**Task requirements:** Go through the material and copy each line in which the word "bool" shows up.

**Recorded data:**
....

//! Runtime state classification
//!
//! [`StateManager`] looks up the resources labelled with a workspace
//! identifier and classifies them into a [`ContainerState`]. It never mutates
//! anything, so it is safe to call repeatedly and concurrently.

use crate::errors::{Result, StateError};
use crate::hash::ContentHashes;
use crate::labels::ResourceLabels;
use crate::runtime::{ContainerDetails, ContainerEngine, ContainerStatus, ContainerSummary};
use serde::{Deserialize, Serialize};
use std::fmt;
use tracing::{debug, instrument, warn};

/// Classified state of a workspace's primary resource
#[derive(Debug, Clone, Copy, PartialEq, Eq, Hash, Serialize, Deserialize)]
#[serde(rename_all = "lowercase")]
pub enum ContainerState {
    /// The resource exists but its status could not be determined
    Unknown,
    Absent,
    /// Created and never started
    Created,
    Running,
    /// Exited after having run
    Stopped,
    /// Recorded hashes differ from the desired ones
    Stale,
    /// A resource without the primary marker occupies the workspace
    Broken,
}

/// Next step for a container state
#[derive(Debug, Clone, Copy, PartialEq, Eq, Hash, Serialize, Deserialize)]
#[serde(rename_all = "lowercase")]
pub enum RecoveryAction {
    None,
    Restart,
    Rebuild,
    Remove,
}

impl ContainerState {
    pub const ALL: [ContainerState; 7] = [
        ContainerState::Unknown,
        ContainerState::Absent,
        ContainerState::Created,
        ContainerState::Running,
        ContainerState::Stopped,
        ContainerState::Stale,
        ContainerState::Broken,
    ];

    pub fn is_usable(&self) -> bool {
        matches!(
            self,
            ContainerState::Created | ContainerState::Running | ContainerState::Stopped
        )
    }

    pub fn can_start(&self) -> bool {
        matches!(self, ContainerState::Created | ContainerState::Stopped)
    }

    pub fn can_exec(&self) -> bool {
        matches!(self, ContainerState::Running)
    }

    pub fn needs_recreate(&self) -> bool {
        matches!(self, ContainerState::Stale | ContainerState::Broken)
    }

    pub fn recovery(&self) -> RecoveryAction {
        match self {
            ContainerState::Absent | ContainerState::Unknown => RecoveryAction::None,
            ContainerState::Created | ContainerState::Stopped => RecoveryAction::Restart,
            ContainerState::Stale => RecoveryAction::Rebuild,
            ContainerState::Broken => RecoveryAction::Remove,
            ContainerState::Running => RecoveryAction::None,
        }
    }

    pub fn as_str(&self) -> &'static str {
        match self {
            ContainerState::Unknown => "unknown",
            ContainerState::Absent => "absent",
            ContainerState::Created => "created",
            ContainerState::Running => "running",
            ContainerState::Stopped => "stopped",
            ContainerState::Stale => "stale",
            ContainerState::Broken => "broken",
        }
    }
}

impl fmt::Display for ContainerState {
    fn fmt(&self, f: &mut fmt::Formatter<'_>) -> fmt::Result {
        f.write_str(self.as_str())
    }
}

/// State observed on a live resource, attached to the workspace
#[derive(Debug, Clone, PartialEq)]
pub struct RuntimeState {
    pub status: ContainerState,
    /// Hashes recorded on the resource at creation time
    pub hashes: Option<ContentHashes>,
    pub container_id: Option<String>,
}

impl RuntimeState {
    pub fn new(status: ContainerState, resource: Option<&ContainerSummary>) -> Self {
        Self {
            status,
            hashes: resource.and_then(|r| ResourceLabels::recorded_hashes(&r.labels)),
            container_id: resource.map(|r| r.id.clone()),
        }
    }
}

/// Classifies the runtime resources of a workspace
pub struct StateManager<'a, E: ContainerEngine + ?Sized> {
    engine: &'a E,
}

impl<'a, E: ContainerEngine + ?Sized> StateManager<'a, E> {
    pub fn new(engine: &'a E) -> Self {
        Self { engine }
    }

    /// Classify the resources of `workspace_id`
    ///
    /// `project` narrows the lookup to one compose project. When
    /// `expected_overall` is given, a resource recording a different overall
    /// hash is [`ContainerState::Stale`] whatever its liveness. A primary
    /// resource that is listed but cannot be inspected is
    /// [`ContainerState::Unknown`].
    #[instrument(skip(self))]
    pub async fn get_state(
        &self,
        workspace_id: &str,
        project: Option<&str>,
        expected_overall: Option<&str>,
    ) -> Result<(ContainerState, Option<ContainerSummary>)> {
        let selector = ResourceLabels::selector(workspace_id, project);
        let resources = self
            .engine
            .list_by_labels(&selector)
            .await
            .map_err(|e| StateError::Inspection {
                workspace_id: workspace_id.to_string(),
                message: e.to_string(),
            })?;

        if resources.is_empty() {
            debug!("No resources for workspace {}", workspace_id);
            return Ok((ContainerState::Absent, None));
        }

        let Some(primary) = resources
            .iter()
            .find(|r| ResourceLabels::is_primary(&r.labels))
        else {
            warn!(
                "Workspace {} has {} resource(s) but none is marked primary",
                workspace_id,
                resources.len()
            );
            return Ok((ContainerState::Broken, resources.into_iter().next()));
        };

        let details = match self.engine.inspect_container(&primary.id).await {
            Ok(Some(details)) => details,
            Ok(None) => {
                debug!("Primary resource {} disappeared", primary.id);
                return Ok((ContainerState::Absent, None));
            }
            Err(e) => {
                warn!("Failed to inspect {}: {}", primary.id, e);
                return Ok((ContainerState::Unknown, Some(primary.clone())));
            }
        };

        let state = classify(&details, expected_overall);
        debug!("Workspace {} is {}", workspace_id, state);
        Ok((state, Some(ContainerSummary::from(&details))))
    }

    /// [`Self::get_state`] packaged for attaching to a workspace
    pub async fn runtime_state(
        &self,
        workspace_id: &str,
        project: Option<&str>,
        expected_overall: Option<&str>,
    ) -> Result<(RuntimeState, Option<ContainerSummary>)> {
        let (state, resource) = self
            .get_state(workspace_id, project, expected_overall)
            .await?;
        Ok((RuntimeState::new(state, resource.as_ref()), resource))
    }
}

/// Classify an inspected primary resource
fn classify(details: &ContainerDetails, expected_overall: Option<&str>) -> ContainerState {
    if let (Some(expected), Some(recorded)) = (
        expected_overall,
        ResourceLabels::recorded_hashes(&details.labels),
    ) {
        if recorded.overall != expected {
            return ContainerState::Stale;
        }
    }
    match details.status {
        ContainerStatus::Running | ContainerStatus::Restarting => ContainerState::Running,
        ContainerStatus::Created => ContainerState::Created,
        ContainerStatus::Exited | ContainerStatus::Dead if details.never_started => {
            ContainerState::Created
        }
        ContainerStatus::Exited | ContainerStatus::Dead => ContainerState::Stopped,
        ContainerStatus::Paused | ContainerStatus::Removing | ContainerStatus::Unknown => {
            ContainerState::Unknown
        }
    }
}

#[cfg(test)]
mod tests {
    use super::*;
    use crate::labels::{LABEL_HASH_OVERALL, LABEL_PRIMARY};
    use crate::runtime::mock::MockEngine;
    use std::collections::BTreeMap;

    fn container(
        id: &str,
        status: ContainerStatus,
        never_started: bool,
        primary: Option<bool>,
        overall: Option<&str>,
    ) -> ContainerDetails {
        let mut labels = ResourceLabels::selector("ws", None);
        if let Some(primary) = primary {
            labels.insert(LABEL_PRIMARY.to_string(), primary.to_string());
        }
        if let Some(overall) = overall {
            labels.insert(LABEL_HASH_OVERALL.to_string(), overall.to_string());
        }
        ContainerDetails {
            id: id.to_string(),
            name: id.to_string(),
            image: "alpine".to_string(),
            status,
            never_started,
            labels,
        }
    }

    #[test]
    fn test_predicates_are_total() {
        for state in ContainerState::ALL {
            assert_eq!(
                state.is_usable(),
                matches!(
                    state,
                    ContainerState::Created | ContainerState::Running | ContainerState::Stopped
                ),
                "{}",
                state
            );
            assert_eq!(
                state.can_start(),
                matches!(state, ContainerState::Created | ContainerState::Stopped)
            );
            assert_eq!(state.can_exec(), state == ContainerState::Running);
            assert_eq!(
                state.needs_recreate(),
                matches!(state, ContainerState::Stale | ContainerState::Broken)
            );
        }
    }

    #[test]
    fn test_recovery_table() {
        let expected = [
            (ContainerState::Unknown, RecoveryAction::None),
            (ContainerState::Absent, RecoveryAction::None),
            (ContainerState::Created, RecoveryAction::Restart),
            (ContainerState::Running, RecoveryAction::None),
            (ContainerState::Stopped, RecoveryAction::Restart),
            (ContainerState::Stale, RecoveryAction::Rebuild),
            (ContainerState::Broken, RecoveryAction::Remove),
        ];
        for (state, action) in expected {
            assert_eq!(state.recovery(), action, "{}", state);
        }
    }

    #[tokio::test]
    async fn test_absent_when_nothing_listed() -> anyhow::Result<()> {
        let engine = MockEngine::new();
        let (state, details) = StateManager::new(&engine).get_state("ws", None, None).await?;
        assert_eq!(state, ContainerState::Absent);
        assert!(details.is_none());
        Ok(())
    }

    #[tokio::test]
    async fn test_broken_without_primary_label() -> anyhow::Result<()> {
        let engine = MockEngine::new();
        engine.add_container(container("c1", ContainerStatus::Running, false, None, Some("h")));
        let (state, details) = StateManager::new(&engine)
            .get_state("ws", None, Some("h"))
            .await?;
        assert_eq!(state, ContainerState::Broken);
        assert_eq!(details.unwrap().id, "c1");
        Ok(())
    }

    #[tokio::test]
    async fn test_status_mapping() -> anyhow::Result<()> {
        let cases = [
            (ContainerStatus::Running, false, ContainerState::Running),
            (ContainerStatus::Created, true, ContainerState::Created),
            (ContainerStatus::Exited, true, ContainerState::Created),
            (ContainerStatus::Exited, false, ContainerState::Stopped),
            (ContainerStatus::Dead, false, ContainerState::Stopped),
            (ContainerStatus::Paused, false, ContainerState::Unknown),
        ];
        for (status, never_started, expected) in cases {
            let engine = MockEngine::new();
            engine.add_container(container("c1", status, never_started, Some(true), Some("h")));
            let (state, _) = StateManager::new(&engine)
                .get_state("ws", None, Some("h"))
                .await?;
            assert_eq!(state, expected, "{:?} never_started={}", status, never_started);
        }
        Ok(())
    }

    #[tokio::test]
    async fn test_stale_outranks_liveness() -> anyhow::Result<()> {
        for status in [ContainerStatus::Running, ContainerStatus::Exited] {
            let engine = MockEngine::new();
            engine.add_container(container("c1", status, false, Some(true), Some("old")));
            let (state, _) = StateManager::new(&engine)
                .get_state("ws", None, Some("new"))
                .await?;
            assert_eq!(state, ContainerState::Stale);
        }

        // Without an expected hash there is nothing to compare
        let engine = MockEngine::new();
        engine.add_container(container("c1", ContainerStatus::Running, false, Some(true), Some("old")));
        let (state, _) = StateManager::new(&engine).get_state("ws", None, None).await?;
        assert_eq!(state, ContainerState::Running);
        Ok(())
    }

    #[tokio::test]
    async fn test_listing_failure_is_an_error() {
        let engine = MockEngine::new();
        engine.fail_daemon(true);
        let err = StateManager::new(&engine)
            .get_state("ws", None, None)
            .await
            .unwrap_err();
        assert!(err.to_string().contains("ws"));
    }

    #[tokio::test]
    async fn test_uninspectable_primary_is_unknown() -> anyhow::Result<()> {
        let engine = MockEngine::new();
        engine.add_container(container("c1", ContainerStatus::Running, false, Some(true), Some("h")));
        engine.fail_inspect(true);
        let (state, resource) = StateManager::new(&engine)
            .get_state("ws", None, Some("h"))
            .await?;
        assert_eq!(state, ContainerState::Unknown);
        assert_eq!(resource.map(|r| r.id), Some("c1".to_string()));
        Ok(())
    }

    #[tokio::test]
    async fn test_other_workspaces_ignored() -> anyhow::Result<()> {
        let engine = MockEngine::new();
        let mut foreign = container("c1", ContainerStatus::Running, false, Some(true), None);
        foreign.labels = BTreeMap::from([(
            crate::labels::LABEL_WORKSPACE_ID.to_string(),
            "other".to_string(),
        )]);
        engine.add_container(foreign);
        let (state, _) = StateManager::new(&engine).get_state("ws", None, None).await?;
        assert_eq!(state, ContainerState::Absent);
        Ok(())
    }

    #[tokio::test]
    async fn test_runtime_state_carries_recorded_hashes() -> anyhow::Result<()> {
        let engine = MockEngine::new();
        engine.add_container(container("c1", ContainerStatus::Running, false, Some(true), Some("h")));
        let (runtime, _) = StateManager::new(&engine)
            .runtime_state("ws", None, Some("h"))
            .await?;
        assert_eq!(runtime.status, ContainerState::Running);
        assert_eq!(runtime.container_id.as_deref(), Some("c1"));
        assert_eq!(runtime.hashes.unwrap().overall, "h");
        Ok(())
    }
}
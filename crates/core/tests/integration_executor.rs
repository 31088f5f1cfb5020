//! End-to-end reconciliation through the executor with mock collaborators

mod common;

use common::{write_feature, TestRig};
use std::sync::Arc;
use stevedore_core::compose::mock::MockCompose;
use stevedore_core::errors::{BuildError, ConfigError};
use stevedore_core::labels::{LABEL_HASH_OVERALL, LABEL_PRIMARY, LABEL_WORKSPACE_ID};
use stevedore_core::lifecycle::LifecycleHook;
use stevedore_core::progress::{PipelineStage, ProgressEvent};
use stevedore_core::runtime::{ContainerEngine, ContainerStatus};
use stevedore_core::{PlanAction, StevedoreError, UpOptions};
use tokio_util::sync::CancellationToken;

#[tokio::test]
async fn test_create_then_noop_then_recreate_on_config_change() {
    let rig = TestRig::new(r#"{"image": "alpine", "features": {}}"#);
    let executor = rig.executor();
    let options = UpOptions::new(rig.root());

    let first = executor.up(&options).await.unwrap();
    assert_eq!(first.action_taken, PlanAction::Create);
    assert_eq!(first.plan.reason, "no container found");
    assert_eq!(rig.engine.pulls(), vec!["alpine"]);

    let containers = rig.engine.containers();
    assert_eq!(containers.len(), 1);
    assert_eq!(containers[0].id, first.container_id);
    assert_eq!(containers[0].status, ContainerStatus::Running);
    assert_eq!(containers[0].labels[LABEL_WORKSPACE_ID], first.workspace.id);
    assert_eq!(containers[0].labels[LABEL_PRIMARY], "true");
    assert_eq!(
        containers[0].labels[LABEL_HASH_OVERALL],
        first.workspace.hashes.overall
    );

    let second = executor.up(&options).await.unwrap();
    assert_eq!(second.action_taken, PlanAction::None);
    assert_eq!(second.plan.reason, "up to date and running");
    assert_eq!(second.container_id, first.container_id);
    assert_eq!(rig.engine.creates().len(), 1);

    rig.rewrite_config(r#"{"image": "alpine", "features": {}, "containerEnv": {"DEBUG": "1"}}"#);
    let third = executor.up(&options).await.unwrap();
    assert_eq!(third.action_taken, PlanAction::Recreate);
    assert!(
        third.plan.reason.contains("devcontainer.json changed"),
        "reason: {}",
        third.plan.reason
    );
    assert_ne!(third.container_id, first.container_id);
    assert_eq!(rig.engine.removed(), vec![first.container_id.clone()]);
    assert_eq!(rig.engine.containers().len(), 1);
    assert_eq!(
        rig.engine.creates()[1].env.get("DEBUG").map(String::as_str),
        Some("1")
    );
}

#[tokio::test]
async fn test_create_request_carries_resolved_settings() {
    let rig = TestRig::new(
        r#"{
            "image": "alpine",
            "workspaceFolder": "/src",
            "containerUser": "dev",
            "capAdd": ["SYS_PTRACE"],
            "init": true,
            "mounts": ["type=volume,source=cache,target=/cache"]
        }"#,
    );
    let result = rig.executor().up(&UpOptions::new(rig.root())).await.unwrap();

    let request = &rig.engine.creates()[0];
    assert_eq!(request.name, result.workspace.container_name());
    assert_eq!(request.image, "alpine");
    assert_eq!(request.working_dir.as_deref(), Some("/src"));
    assert_eq!(request.user.as_deref(), Some("dev"));
    assert_eq!(request.cap_add, vec!["SYS_PTRACE"]);
    assert!(request.init);
    assert!(!request.privileged);
    assert_eq!(request.mounts[0], result.workspace.resolved.workspace_mount);
    assert!(request.mounts[0].ends_with("target=/src"));
    assert_eq!(request.mounts[1], "type=volume,source=cache,target=/cache");
    assert_eq!(request.command[0], "/bin/sh");
}

#[tokio::test]
async fn test_stopped_container_is_started() {
    let rig = TestRig::new(r#"{"image": "alpine", "postStartCommand": "echo started"}"#);
    let executor = rig.executor();
    let options = UpOptions::new(rig.root());

    let first = executor.up(&options).await.unwrap();
    rig.engine.stop_container(&first.container_id).await.unwrap();

    let second = executor.up(&options).await.unwrap();
    assert_eq!(second.action_taken, PlanAction::Start);
    assert_eq!(second.container_id, first.container_id);
    assert_eq!(rig.engine.creates().len(), 1);

    let mut run = executor
        .run_hooks(&second, &CancellationToken::new())
        .await
        .unwrap()
        .unwrap();
    run.wait_background().await;
    assert_eq!(run.foreground.len() + run.background.len(), 1);
    assert_eq!(rig.engine.exec_history().len(), 1);
}

#[tokio::test]
async fn test_force_recreate_replaces_running_container() {
    let rig = TestRig::new(r#"{"image": "alpine"}"#);
    let executor = rig.executor();
    let first = executor.up(&UpOptions::new(rig.root())).await.unwrap();

    let options = UpOptions {
        force_recreate: true,
        ..UpOptions::new(rig.root())
    };
    let second = executor.up(&options).await.unwrap();

    assert_eq!(second.action_taken, PlanAction::Recreate);
    assert_eq!(second.plan.reason, "force recreate requested");
    assert_eq!(rig.engine.removed(), vec![first.container_id]);
}

#[tokio::test]
async fn test_dockerfile_build_and_forced_rebuild() {
    let rig = TestRig::new(r#"{"build": {"dockerfile": "Dockerfile", "args": {"V": "1"}}}"#);
    std::fs::write(rig.root().join(".devcontainer/Dockerfile"), "FROM alpine\n").unwrap();
    let executor = rig.executor();

    let first = executor.up(&UpOptions::new(rig.root())).await.unwrap();
    let builds = rig.engine.builds();
    assert_eq!(builds.len(), 1);
    assert_eq!(builds[0].tag, first.workspace.built_image_name());
    assert_eq!(builds[0].args.get("V").map(String::as_str), Some("1"));
    assert!(!builds[0].no_cache);
    assert_eq!(rig.engine.creates()[0].image, first.workspace.built_image_name());
    let build = first.workspace.build.as_ref().unwrap();
    assert_eq!(build.base_image, first.workspace.built_image_name());
    assert!(build.derived_image.is_none());

    let options = UpOptions {
        force_rebuild: true,
        ..UpOptions::new(rig.root())
    };
    let second = executor.up(&options).await.unwrap();
    assert_eq!(second.action_taken, PlanAction::Rebuild);
    assert!(rig.engine.builds()[1].no_cache);
}

#[tokio::test]
async fn test_features_build_derived_image() {
    let rig = TestRig::new(
        r#"{"image": "alpine", "features": {"./tools": {"version": "2"}}}"#,
    );
    write_feature(
        rig.root(),
        "tools",
        r#"{"id": "tools", "containerEnv": {"TOOLS_HOME": "/opt/tools"}, "capAdd": ["NET_ADMIN"]}"#,
    );

    let result = rig.executor().up(&UpOptions::new(rig.root())).await.unwrap();

    let derived = result.workspace.derived_image_name();
    let builds = rig.engine.builds();
    assert_eq!(builds.len(), 1);
    assert_eq!(builds[0].tag, derived);
    let dockerfile = std::fs::read_to_string(&builds[0].dockerfile).unwrap();
    assert!(dockerfile.contains("ARG _STEVEDORE_BASE_IMAGE=alpine"));
    assert!(dockerfile.contains("./install.sh"));
    let options = std::fs::read_to_string(
        builds[0]
            .context
            .join("tools_0")
            .join(stevedore_core::dockerfile::OPTIONS_ENV_FILE),
    )
    .unwrap();
    assert!(options.contains("export VERSION='2'"));

    let request = &rig.engine.creates()[0];
    assert_eq!(request.image, derived);
    assert_eq!(
        request.env.get("TOOLS_HOME").map(String::as_str),
        Some("/opt/tools")
    );
    assert!(request.cap_add.contains(&"NET_ADMIN".to_string()));
    assert!(!result.workspace.hashes.features.is_empty());
}

#[tokio::test]
async fn test_progress_reports_every_stage() {
    let rig = TestRig::new(r#"{"image": "alpine"}"#);
    let executor = rig.executor();

    executor.up(&UpOptions::new(rig.root())).await.unwrap();
    assert_eq!(rig.progress.started_stages(), PipelineStage::all().to_vec());
    let completions = rig
        .progress
        .events()
        .into_iter()
        .filter(|e| matches!(e, ProgressEvent::StageComplete { error: None, .. }))
        .count();
    assert_eq!(completions, 5);

    // An up-to-date workspace stops after planning
    executor.up(&UpOptions::new(rig.root())).await.unwrap();
    assert_eq!(
        rig.progress.started_stages()[5..].to_vec(),
        vec![PipelineStage::Parse, PipelineStage::Resolve, PipelineStage::Plan]
    );
}

#[tokio::test]
async fn test_errors_name_their_stage() {
    let rig = TestRig::new(r#"{"name": "no plan"}"#);
    let error = rig.executor().up(&UpOptions::new(rig.root())).await.unwrap_err();
    assert_eq!(error.stage(), Some(PipelineStage::Parse));
    assert!(matches!(
        error.root(),
        StevedoreError::Config(ConfigError::MissingPlan { .. })
    ));
    let last = rig.progress.events().pop().unwrap();
    assert!(matches!(
        last,
        ProgressEvent::StageComplete { stage: PipelineStage::Parse, error: Some(_), .. }
    ));

    let rig = TestRig::new(r#"{"build": {"dockerfile": "Dockerfile"}}"#);
    std::fs::write(rig.root().join(".devcontainer/Dockerfile"), "FROM alpine\n").unwrap();
    rig.engine.fail_build(true);
    let error = rig.executor().up(&UpOptions::new(rig.root())).await.unwrap_err();
    assert_eq!(error.stage(), Some(PipelineStage::Build));
    assert!(matches!(
        error.root(),
        StevedoreError::Build(BuildError::Build { .. })
    ));
    assert!(rig.engine.creates().is_empty());
}

#[tokio::test]
async fn test_unreachable_engine_fails_plan_stage() {
    let rig = TestRig::new(r#"{"image": "alpine"}"#);
    rig.engine.fail_daemon(true);
    let error = rig.executor().up(&UpOptions::new(rig.root())).await.unwrap_err();
    assert_eq!(error.stage(), Some(PipelineStage::Plan));
}

#[tokio::test]
async fn test_create_runs_create_hooks_with_configured_wait_for() {
    let rig = TestRig::new(
        r#"{
            "image": "alpine",
            "waitFor": "onCreateCommand",
            "initializeCommand": "echo init",
            "onCreateCommand": "echo create",
            "postCreateCommand": "echo post-create"
        }"#,
    );
    let executor = rig.executor();
    let result = executor.up(&UpOptions::new(rig.root())).await.unwrap();

    let mut run = executor
        .run_hooks(&result, &CancellationToken::new())
        .await
        .unwrap()
        .unwrap();
    assert_eq!(
        run.foreground,
        vec![LifecycleHook::Initialize, LifecycleHook::OnCreate]
    );
    assert_eq!(run.background, vec![LifecycleHook::PostCreate]);
    assert!(run.wait_background().await.is_empty());
    assert_eq!(rig.host.calls().len(), 1);
    assert!(rig
        .engine
        .exec_history()
        .iter()
        .all(|call| call.request.container_id == result.container_id));

    let again = executor.up(&UpOptions::new(rig.root())).await.unwrap();
    assert!(executor
        .run_hooks(&again, &CancellationToken::new())
        .await
        .unwrap()
        .is_none());
}

#[tokio::test]
async fn test_compose_up_labels_services_and_detects_noop() {
    let rig = TestRig::new(
        r#"{
            "name": "My App",
            "dockerComposeFile": "docker-compose.yml",
            "service": "app",
            "runServices": ["app", "db"],
            "containerEnv": {"MODE": "dev"}
        }"#,
    );
    std::fs::write(
        rig.root().join(".devcontainer/docker-compose.yml"),
        "services:\n  app:\n    image: alpine\n  db:\n    image: postgres\n",
    )
    .unwrap();
    let compose = MockCompose::new(rig.engine.clone());
    let executor = rig.executor().with_compose(Arc::new(compose.clone()));
    let options = UpOptions::new(rig.root());

    let first = executor.up(&options).await.unwrap();
    assert_eq!(first.action_taken, PlanAction::Create);
    assert_eq!(first.container_id, "my-app-app-1-id");

    let request = &compose.requests()[0];
    assert_eq!(request.project, "my-app");
    assert_eq!(request.services, vec!["app", "db"]);
    assert_eq!(request.primary_service, "app");
    assert_eq!(request.labels["app"][LABEL_PRIMARY], "true");
    assert_eq!(request.labels["db"][LABEL_PRIMARY], "false");
    assert_eq!(request.env.get("MODE").map(String::as_str), Some("dev"));
    assert!(!request.force_recreate);
    assert!(rig.engine.builds().is_empty());

    let second = executor.up(&options).await.unwrap();
    assert_eq!(second.action_taken, PlanAction::None);
    assert_eq!(second.container_id, first.container_id);
    assert_eq!(compose.requests().len(), 1);

    std::fs::write(
        rig.root().join(".devcontainer/docker-compose.yml"),
        "services:\n  app:\n    image: debian\n  db:\n    image: postgres\n",
    )
    .unwrap();
    let third = executor.up(&options).await.unwrap();
    assert_eq!(third.action_taken, PlanAction::Recreate);
    assert!(third.plan.reason.contains("docker-compose files changed"));
    assert!(compose.requests()[1].force_recreate);
}

#[tokio::test]
async fn test_compose_without_driver_is_a_deploy_error() {
    let rig = TestRig::new(r#"{"dockerComposeFile": "docker-compose.yml", "service": "app"}"#);
    std::fs::write(
        rig.root().join(".devcontainer/docker-compose.yml"),
        "services:\n  app:\n    image: alpine\n",
    )
    .unwrap();

    let error = rig.executor().up(&UpOptions::new(rig.root())).await.unwrap_err();
    assert_eq!(error.stage(), Some(PipelineStage::Deploy));
}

....

**Solution to this task:**
    pub fn is_usable(&self) -> bool {
    pub fn can_start(&self) -> bool {
    pub fn can_exec(&self) -> bool {
    pub fn needs_recreate(&self) -> bool {
        never_started: bool,
        primary: Option<bool>,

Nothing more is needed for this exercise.